Figure Technology Solutions, Inc. (Nasdaq: FIGR) is a financial technology company co-founded by SoFi founder Mike Cagney that originates and distributes consumer and mortgage-related loans, with home equity lines of credit (HELOCs) as its core product. Figure pairs a technology-driven loan origination system (which promises approvals in minutes and funding in days) with Figure Connect, an electronic marketplace launched in June 2024 that lets originators sell loans to buyers, and it uses blockchain-based infrastructure such as its Digital Asset Registry Technology (DART) to track and transfer loans. The company has grown into the largest non-bank provider of home equity financing in the country, facilitating more than $17 billion in home equity lending, and it expanded into residential real estate lending through its acquisition of Kiavi. Figure went public on September 11, 2025, pricing its IPO at $25 per share and raising roughly $788 million. The investment picture combines rapid revenue growth (trailing-twelve-month revenue around $510 million as of mid-2026, up about 74 percent) and a swing to net income with elevated risk: shares ran up to roughly $78 in January 2026 before falling back toward the low $30s, and the company has faced an April 2026 short-seller report from Morpheus Research that disputes how central blockchain actually is to its business, plus a February 2026 data breach affecting nearly one million people. The stock trades at a high earnings multiple that prices in continued growth, so it is economically sensitive to interest rates, the housing and HELOC cycle, and its ability to keep scaling loan volume and marketplace activity.
What's the case for buying FIGR?
1. HELOC origination scale and market leadership.
Figure is the largest non-bank HELOC originator in the U.S., and its origination volume has grown quickly, with roughly $2.4 billion in HELOC lending in the third quarter of 2025 alone. At the end of that quarter it serviced more than 302,000 HELOCs with an unpaid principal balance of about $11.1 billion.
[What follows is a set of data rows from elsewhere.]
//! Node: one cell of a singly linked chain.

/// Owning link to the next cell. `None` terminates the chain.
pub(crate) type Link<T> = Option<Box<Node<T>>>;

/// A cell is owned by exactly one predecessor link (or the list head).
#[derive(Debug)]
pub(crate) struct Node<T> {
    pub(crate) data: T,
    pub(crate) next: Link<T>,
}

impl<T> Node<T> {
    pub(crate) fn new(data: T) -> Box<Self> {
        Self::with_next(data, None)
    }

    pub(crate) fn with_next(data: T, next: Link<T>) -> Box<Self> {
        Box::new(Node { data, next })
    }

    /// Unlinks the cell, handing back its element and the rest of the chain.
    #[allow(clippy::boxed_local)]
    pub(crate) fn into_parts(self: Box<Self>) -> (T, Link<T>) {
        let Node { data, next } = *self;
        (data, next)
    }
}
//! Error taxonomy shared by every collection in the crate.

use thiserror::Error;

/// Precondition violations signalled by collection operations.
///
/// Every variant is raised before any mutation happens, so a failed call
/// leaves the collection exactly as it was.
#[derive(Debug, Clone, Copy, PartialEq, Eq, Error)]
pub enum CollectionError {
    /// Index outside the valid bound for the operation.
    #[error("index {index} out of range for length {len}")]
    OutOfRange { index: usize, len: usize },
    /// A required argument was missing or not usable.
    #[error("invalid argument: {0}")]
    InvalidArgument(&'static str),
    /// First/last element requested from an empty collection.
    #[error("collection is empty")]
    EmptyState,
}

pub type Result<T> = core::result::Result<T, CollectionError>;
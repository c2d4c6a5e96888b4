//! chained-collections: a growable array, a singly linked list, a
//! separate-chaining hash table and an in-place quicksort, built without
//! leaning on the standard library's containers.
//!
//! Internal Design:
//!
//! Summary
//! - Goal: small, independently checkable structures that a record store
//!   can build on (index records by key, keep them in arrays, sort them
//!   for display).
//! - Layers:
//!   - Node<T>: one owned cell of a chain; crate-private.
//!   - LinkedList<T>: head-rooted chain of Nodes with positional and
//!     value-based mutation. No tail pointer, so appends walk the chain.
//!   - DynamicArray<E>: boxed slot buffer with 1.5x growth that never
//!     shrinks; the crate's snapshot/return type.
//!   - HashTable<K, V, S>: boxed slice of LinkedList buckets; front
//!     insertion, rehash to `2c + 1` buckets past load factor 0.7.
//!   - sort: Hoare quicksort with a middle pivot over slices, plus an
//!     adapter that sorts a DynamicArray in place.
//!
//! Constraints
//! - Single-threaded and synchronous: no interior mutability, no locking.
//! - Mutators validate before mutating; a returned error means nothing
//!   changed.
//! - Node references never escape the list; callers use indices, values
//!   or iterators.
//! - `keys()`/`values()`/`to_array()` return detached snapshots.
//!
//! Hashing
//! - `HashStrategy::SumOfCodepoints` (default) sums the code points of text
//!   keys and is deliberately weak: anagrams collide. Non-text keys and
//!   the `Structural` strategy go through the table's `BuildHasher`.
//! - `contains_key` scans the bucket, so a key mapped to a `None` value is
//!   still reported present.
//!
//! Absent values
//! - Keys, arrays and indices cannot be null here. Callers needing absent
//!   elements or values store `Option<T>`; equality-based queries then
//!   match `None` against `None`.
//!
//! Logging
//! - With the `log` feature, buffer growth, rehash and clear emit
//!   `trace`/`debug` records.

pub mod dynamic_array;
pub mod error;
pub mod hash_table;
mod hash_table_proptest;
pub mod linked_list;
mod node;
pub mod sort;

// Public surface
pub use dynamic_array::DynamicArray;
pub use error::{CollectionError, Result};
pub use hash_table::{HashStrategy, HashTable, Structure, TableKey};
pub use linked_list::LinkedList;
pub use sort::{sort, sort_natural, sort_reverse, sort_slice};
//! DynamicArray: contiguous, index-addressable sequence with 1.5x growth.
//!
//! Backing storage is a boxed slice of `Option<E>` slots sized to the
//! capacity. Slots in `[0, len)` are always `Some`; slots in
//! `[len, capacity)` are always `None`, so removed or cleared elements are
//! dropped immediately instead of lingering in the buffer.

use crate::error::{CollectionError, Result};
use core::fmt;

/// Capacity used by [`DynamicArray::new`].
pub const DEFAULT_CAPACITY: usize = 10;

#[derive(Clone)]
pub struct DynamicArray<E> {
    slots: Box<[Option<E>]>,
    len: usize,
}

fn empty_slots<E>(capacity: usize) -> Box<[Option<E>]> {
    core::iter::repeat_with(|| None).take(capacity).collect()
}

impl<E> DynamicArray<E> {
    pub fn new() -> Self {
        Self {
            slots: empty_slots(DEFAULT_CAPACITY),
            len: 0,
        }
    }

    /// Creates an empty array with room for `capacity` elements.
    ///
    /// Fails with `InvalidArgument` when `capacity == 0`.
    pub fn with_capacity(capacity: usize) -> Result<Self> {
        if capacity == 0 {
            return Err(CollectionError::InvalidArgument(
                "capacity must be positive",
            ));
        }
        Ok(Self {
            slots: empty_slots(capacity),
            len: 0,
        })
    }

    pub fn len(&self) -> usize {
        self.len
    }

    pub fn is_empty(&self) -> bool {
        self.len == 0
    }

    pub fn capacity(&self) -> usize {
        self.slots.len()
    }

    fn out_of_range(&self, index: usize) -> CollectionError {
        CollectionError::OutOfRange {
            index,
            len: self.len,
        }
    }

    /// Reallocates to `ceil(capacity * 1.5)` and moves the live elements over.
    fn grow(&mut self) {
        let old = self.capacity();
        let new = old + old.div_ceil(2);
        #[cfg(feature = "log")]
        log::trace!("DynamicArray::grow {} -> {}", old, new);
        let mut slots = empty_slots(new);
        for (dst, src) in slots.iter_mut().zip(self.slots[..self.len].iter_mut()) {
            *dst = src.take();
        }
        self.slots = slots;
    }

    /// Appends at the end. Amortized O(1).
    pub fn add(&mut self, value: E) {
        if self.len == self.capacity() {
            self.grow();
        }
        self.slots[self.len] = Some(value);
        self.len += 1;
    }

    /// Inserts at `index`, shifting later elements right; valid for `index <= len`.
    pub fn insert(&mut self, index: usize, value: E) -> Result<()> {
        if index > self.len {
            return Err(self.out_of_range(index));
        }
        if self.len == self.capacity() {
            self.grow();
        }
        // slots[len] is None; rotating it down to `index` shifts the rest right.
        self.slots[index..=self.len].rotate_right(1);
        self.slots[index] = Some(value);
        self.len += 1;
        Ok(())
    }

    pub fn get(&self, index: usize) -> Result<&E> {
        self.slots[..self.len]
            .get(index)
            .and_then(Option::as_ref)
            .ok_or(self.out_of_range(index))
    }

    pub fn get_mut(&mut self, index: usize) -> Result<&mut E> {
        let err = self.out_of_range(index);
        self.slots[..self.len]
            .get_mut(index)
            .and_then(Option::as_mut)
            .ok_or(err)
    }

    /// Replaces the element at `index`, returning the previous one.
    pub fn set(&mut self, index: usize, value: E) -> Result<E> {
        let slot = self.get_mut(index)?;
        Ok(core::mem::replace(slot, value))
    }

    /// Removes the element at `index`, shifting later elements left.
    pub fn remove(&mut self, index: usize) -> Result<E> {
        if index >= self.len {
            return Err(self.out_of_range(index));
        }
        let removed = self.slots[index].take().ok_or(self.out_of_range(index))?;
        // The emptied slot travels to the end of the live range.
        self.slots[index..self.len].rotate_left(1);
        self.len -= 1;
        Ok(removed)
    }

    /// Empties every slot. Capacity is kept.
    pub fn clear(&mut self) {
        for slot in self.slots[..self.len].iter_mut() {
            *slot = None;
        }
        self.len = 0;
    }

    pub fn iter(&self) -> Iter<'_, E> {
        Iter {
            it: self.slots[..self.len].iter(),
        }
    }

    pub fn iter_mut(&mut self) -> IterMut<'_, E> {
        IterMut {
            it: self.slots[..self.len].iter_mut(),
        }
    }

    /// Live slot range for the in-place sort adapter.
    pub(crate) fn live_slots_mut(&mut self) -> &mut [Option<E>] {
        &mut self.slots[..self.len]
    }

    /// Overwrites the leading elements with `items`, stopping at whichever
    /// runs out first. Length never changes.
    pub fn from_array<I>(&mut self, items: I)
    where
        I: IntoIterator<Item = E>,
    {
        for (slot, item) in self.slots[..self.len].iter_mut().zip(items) {
            *slot = Some(item);
        }
    }
}

impl<E: Clone> DynamicArray<E> {
    /// Detached copy of the live elements.
    pub fn to_array(&self) -> Box<[E]> {
        self.iter().cloned().collect()
    }
}

impl<E: PartialEq> DynamicArray<E> {
    /// Position of the first element equal to `value`.
    pub fn index_of(&self, value: &E) -> Option<usize> {
        self.iter().position(|e| e == value)
    }

    pub fn contains(&self, value: &E) -> bool {
        self.index_of(value).is_some()
    }

    /// Removes the first element equal to `value`; returns whether one was found.
    pub fn remove_value(&mut self, value: &E) -> bool {
        match self.index_of(value) {
            Some(index) => self.remove(index).is_ok(),
            None => false,
        }
    }
}

impl<E> Default for DynamicArray<E> {
    fn default() -> Self {
        Self::new()
    }
}

impl<E: PartialEq> PartialEq for DynamicArray<E> {
    fn eq(&self, other: &Self) -> bool {
        self.len == other.len && self.iter().eq(other.iter())
    }
}

impl<E: Eq> Eq for DynamicArray<E> {}

impl<E> Extend<E> for DynamicArray<E> {
    fn extend<I: IntoIterator<Item = E>>(&mut self, iter: I) {
        for value in iter {
            self.add(value);
        }
    }
}

impl<E> FromIterator<E> for DynamicArray<E> {
    fn from_iter<I: IntoIterator<Item = E>>(iter: I) -> Self {
        let mut array = DynamicArray::new();
        array.extend(iter);
        array
    }
}

impl<E: fmt::Debug> fmt::Debug for DynamicArray<E> {
    fn fmt(&self, f: &mut fmt::Formatter<'_>) -> fmt::Result {
        f.debug_list().entries(self.iter()).finish()
    }
}

impl<E: fmt::Display> fmt::Display for DynamicArray<E> {
    fn fmt(&self, f: &mut fmt::Formatter<'_>) -> fmt::Result {
        f.write_str("[")?;
        for (i, e) in self.iter().enumerate() {
            if i > 0 {
                f.write_str(", ")?;
            }
            write!(f, "{e}")?;
        }
        f.write_str("]")
    }
}

/// Iterator over the live elements.
pub struct Iter<'a, E> {
    it: core::slice::Iter<'a, Option<E>>,
}

impl<'a, E> Iterator for Iter<'a, E> {
    type Item = &'a E;
    #[inline]
    fn next(&mut self) -> Option<Self::Item> {
        self.it.next().and_then(Option::as_ref)
    }

    fn size_hint(&self) -> (usize, Option<usize>) {
        self.it.size_hint()
    }
}

impl<E> DoubleEndedIterator for Iter<'_, E> {
    fn next_back(&mut self) -> Option<Self::Item> {
        self.it.next_back().and_then(Option::as_ref)
    }
}

impl<E> ExactSizeIterator for Iter<'_, E> {}

/// Iterator over mutable references to the live elements.
pub struct IterMut<'a, E> {
    it: core::slice::IterMut<'a, Option<E>>,
}

impl<'a, E> Iterator for IterMut<'a, E> {
    type Item = &'a mut E;
    #[inline]
    fn next(&mut self) -> Option<Self::Item> {
        self.it.next().and_then(Option::as_mut)
    }

    fn size_hint(&self) -> (usize, Option<usize>) {
        self.it.size_hint()
    }
}

impl<E> ExactSizeIterator for IterMut<'_, E> {}

impl<'a, E> IntoIterator for &'a DynamicArray<E> {
    type Item = &'a E;
    type IntoIter = Iter<'a, E>;
    fn into_iter(self) -> Iter<'a, E> {
        self.iter()
    }
}

impl<'a, E> IntoIterator for &'a mut DynamicArray<E> {
    type Item = &'a mut E;
    type IntoIter = IterMut<'a, E>;
    fn into_iter(self) -> IterMut<'a, E> {
        self.iter_mut()
    }
}
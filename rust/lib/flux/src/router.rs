use std::any::Any;
use std::future::Future;
use std::pin::Pin;
use std::sync::{Arc, RwLock};

use crate::pattern::Pattern;
use crate::store::StateStore;

/// Boxed future returned by a request handler.
pub type BoxFuture = Pin<Box<dyn Future<Output = ()> + Send>>;

/// Type-erased request payload.
pub type Payload = Arc<dyn Any + Send + Sync>;

type ErasedHandler = Arc<dyn Fn(String, Payload, Arc<StateStore>) -> BoxFuture + Send + Sync>;

/// Routes request paths to async handlers.
///
/// Every handler whose pattern matches runs, in registration order, one
/// after another. A path without handlers is dropped silently.
pub struct Router {
    routes: RwLock<Vec<(Pattern, ErasedHandler)>>,
}

impl Router {
    pub fn new() -> Self {
        Self {
            routes: RwLock::new(Vec::new()),
        }
    }

    pub fn on<F, Fut>(&self, pattern: &str, handler: F)
    where
        F: Fn(String, Payload, Arc<StateStore>) -> Fut + Send + Sync + 'static,
        Fut: Future<Output = ()> + Send + 'static,
    {
        let handler: ErasedHandler = Arc::new(
            move |path: String, payload: Payload, store: Arc<StateStore>| -> BoxFuture {
                Box::pin(handler(path, payload, store))
            },
        );
        self.routes
            .write()
            .unwrap()
            .push((Pattern::parse(pattern), handler));
    }

    pub async fn dispatch(&self, path: &str, payload: Payload, store: Arc<StateStore>) {
        // Snapshot so no lock is held across handler awaits.
        let handlers: Vec<ErasedHandler> = self
            .routes
            .read()
            .unwrap()
            .iter()
            .filter(|(p, _)| p.matches(path))
            .map(|(_, h)| h.clone())
            .collect();
        if handlers.is_empty() {
            tracing::debug!(path, "no handler for request");
        }
        for handler in handlers {
            handler(path.to_string(), payload.clone(), store.clone()).await;
        }
    }
}

impl Default for Router {
    fn default() -> Self {
        Self::new()
    }
}

#[cfg(test)]
mod tests {
    use super::*;
    use std::sync::Mutex;
    use std::sync::atomic::{AtomicU64, Ordering};

    struct ToggleReq {
        id: String,
    }

    #[tokio::test]
    async fn handler_receives_typed_payload() {
        let router = Router::new();
        router.on("suggestions/toggle", |_, payload, store: Arc<StateStore>| async move {
            let req = payload.downcast_ref::<ToggleReq>().unwrap();
            store.set("last-toggled", req.id.clone());
        });

        let store = Arc::new(StateStore::new());
        router
            .dispatch(
                "suggestions/toggle",
                Arc::new(ToggleReq { id: "17".into() }),
                store.clone(),
            )
            .await;
        assert_eq!(store.get_as::<String>("last-toggled").as_deref(), Some("17"));
    }

    #[tokio::test]
    async fn unmatched_path_is_noop() {
        let router = Router::new();
        let calls = Arc::new(AtomicU64::new(0));
        let calls_c = calls.clone();
        router.on("inbox/refresh", move |_, _, _| {
            let calls = calls_c.clone();
            async move {
                calls.fetch_add(1, Ordering::Relaxed);
            }
        });

        router
            .dispatch("inbox/initialize", Arc::new(()), Arc::new(StateStore::new()))
            .await;
        assert_eq!(calls.load(Ordering::Relaxed), 0);
    }

    #[tokio::test]
    async fn all_matching_handlers_run_in_order() {
        let router = Router::new();
        let order = Arc::new(Mutex::new(Vec::new()));
        for (pattern, tag) in [("inbox/refresh", "exact"), ("inbox/+", "single"), ("#", "all")] {
            let order = order.clone();
            router.on(pattern, move |path, _, _| {
                let order = order.clone();
                async move {
                    order.lock().unwrap().push(format!("{}:{}", tag, path));
                }
            });
        }

        router
            .dispatch("inbox/refresh", Arc::new(()), Arc::new(StateStore::new()))
            .await;
        assert_eq!(
            *order.lock().unwrap(),
            vec!["exact:inbox/refresh", "single:inbox/refresh", "all:inbox/refresh"]
        );
    }

    #[tokio::test]
    async fn handlers_may_await() {
        let router = Router::new();
        router.on("slow", |_, _, store: Arc<StateStore>| async move {
            tokio::task::yield_now().await;
            store.set("done", true);
        });
        let store = Arc::new(StateStore::new());
        router.dispatch("slow", Arc::new(()), store.clone()).await;
        assert_eq!(store.get_as::<bool>("done"), Some(true));
    }
}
Because home equity is a large and under-tapped market when mortgage rates keep homeowners from refinancing, continued origination growth is the central driver of revenue.
2. Figure Connect marketplace and capital-markets flywheel.
Figure Connect, launched in June 2024, lets Figure and third parties buy and sell loans in a standardized electronic marketplace, and the company reported over $1.15 billion in whole loan sales executed on the platform in March 2026 alone. If more originators and buyers join, Figure can earn fees on transaction volume it does not fund itself, turning it into a marketplace and technology business rather than only a balance-sheet lender. This capital-light distribution is what management frames as its long-term advantage.
3. Profitability and revenue growth.
Figure turned profitable as it scaled, reporting net income of roughly $89.8 million in the third quarter of 2025 and trailing-twelve-month net income above $100 million by mid-2026, with revenue growing at a high double-digit rate. Sustained profitability at a young fintech is unusual and, if it continues, supports the case that the model can fund its own growth. The durability of these margins through a full rate and credit cycle is still unproven.
4. Expansion into new lending and crypto-native products.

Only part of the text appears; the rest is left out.